[New WfMS] Implement Python Workflow Definition in pyiron_workflow #111

jan-janssen · 2025-05-23T08:03:11Z

Status of the Implementation for pyiron_workflow

Example Name	Export to Python Workflow Definition	Import from Python Workflow Definition
arithmetic	✅	✅
nfdi4ing	✅	✅
quantum_espresso	✅	✅

liamhuber · 2025-05-23T16:08:14Z

Hi @jan-janssen, I'm just migrating your e-mail comment here

The export from pyiron_workflow works fine, at least for the first of the three examples, but the import from the Python Workflow Definition to pyiron_workflow currently still has issues, so I was looking for existing code I could recycle.

I forked the repo. I didn't install all the dependencies for the other managers, but for the arithmetic example I can see that

✅ building the pyiron_workflow workflow up from pieces works fine and saving it makes (up to some ordering) the same json file
❌ loading the existing workflow.json file directly doesn't produce the correct pyiron_workflow.Workflow object

Later this morning I'll tack a crack at debugging python_workflow_definition.pyiron_workflow.load_workflow_json to resolve the failing step.

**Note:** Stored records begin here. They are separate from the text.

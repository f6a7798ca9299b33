//! Static obstacle cell.

use super::Cell;

/// A static blocked cell. Present for extensibility; worlds may carry none.
#[derive(Debug, Clone, Copy, PartialEq, Eq)]
pub struct Obstacle {
    pub pos: Cell,
}

pub type Obstacles = Vec<Obstacle>;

Signed-off-by: liamhuber <liamhuber@greyhavensolutions.com>

…on_workflow.py

jan-janssen · 2025-05-24T09:43:57Z

@liamhuber Thanks a lot, based on your pull request I was able to get the arithmetic example to work as well as the nfdi4ing example. The missing part is the quantum espresso example, here we use the following get_dict() function to merge the outputs of multiple individual jobs into one dictionary:

def get_dict(**kwargs) -> dict:
    return {k: v for k, v in kwargs.items()}

This is not compatible with the type checking from pyiron_workflow so the tests currently fail.

liamhuber · 2025-05-24T14:36:46Z

Super, glad it is working so well!

Unfortunately the function you show for the quantum espresso example will never work. In pyiron_workflow, we insist that each node's IO is known already at the class level (ie at recipe time).

You might be able to hack something together with the inputs-to-dict meta-node (which creates a subclass of a generic input channels to dictionary node with fixed input channels). Better, IMO, would be to write a more explicit function for the workflow.

jan-janssen · 2025-05-24T17:20:20Z

The challenge is that the calculate_qe() function takes a dictionary as an input with one parameter being the structure of the previous step, so we use the above function to insert the structure into the dictionary.

@liamhuber Can you explain a bit more more how the hacky solution would work?

liamhuber · 2025-05-25T03:05:01Z

The challenge is that the calculate_qe() function takes a dictionary as an input with one parameter being the structure of the previous step, so we use the above function to insert the structure into the dictionary.

The problem isn't the dict, it's the **kwargs. If you know a-priori what fields are going in and explicitly write a function to take each and put them in a dictionary, everything should work with pyiron_workflow out-of-the-box.

@liamhuber Can you explain a bit more more how the hacky solution would work?

Not really, I just wonder if there's some way to abuse inputs_to_dict to work in a bespoke way for this particular workflow.

In general though,

def get_dict(**kwargs) -> dict:
    return {k: v for k, v in kwargs.items()}

seems like a bad node to me. It doesn't have clear handles for its IO at the recipe level -- you only actually know what the node's interface looks like at runtime. I haven't dug into how you're getting it to work for the other examples, so maybe you have some graceful way around this.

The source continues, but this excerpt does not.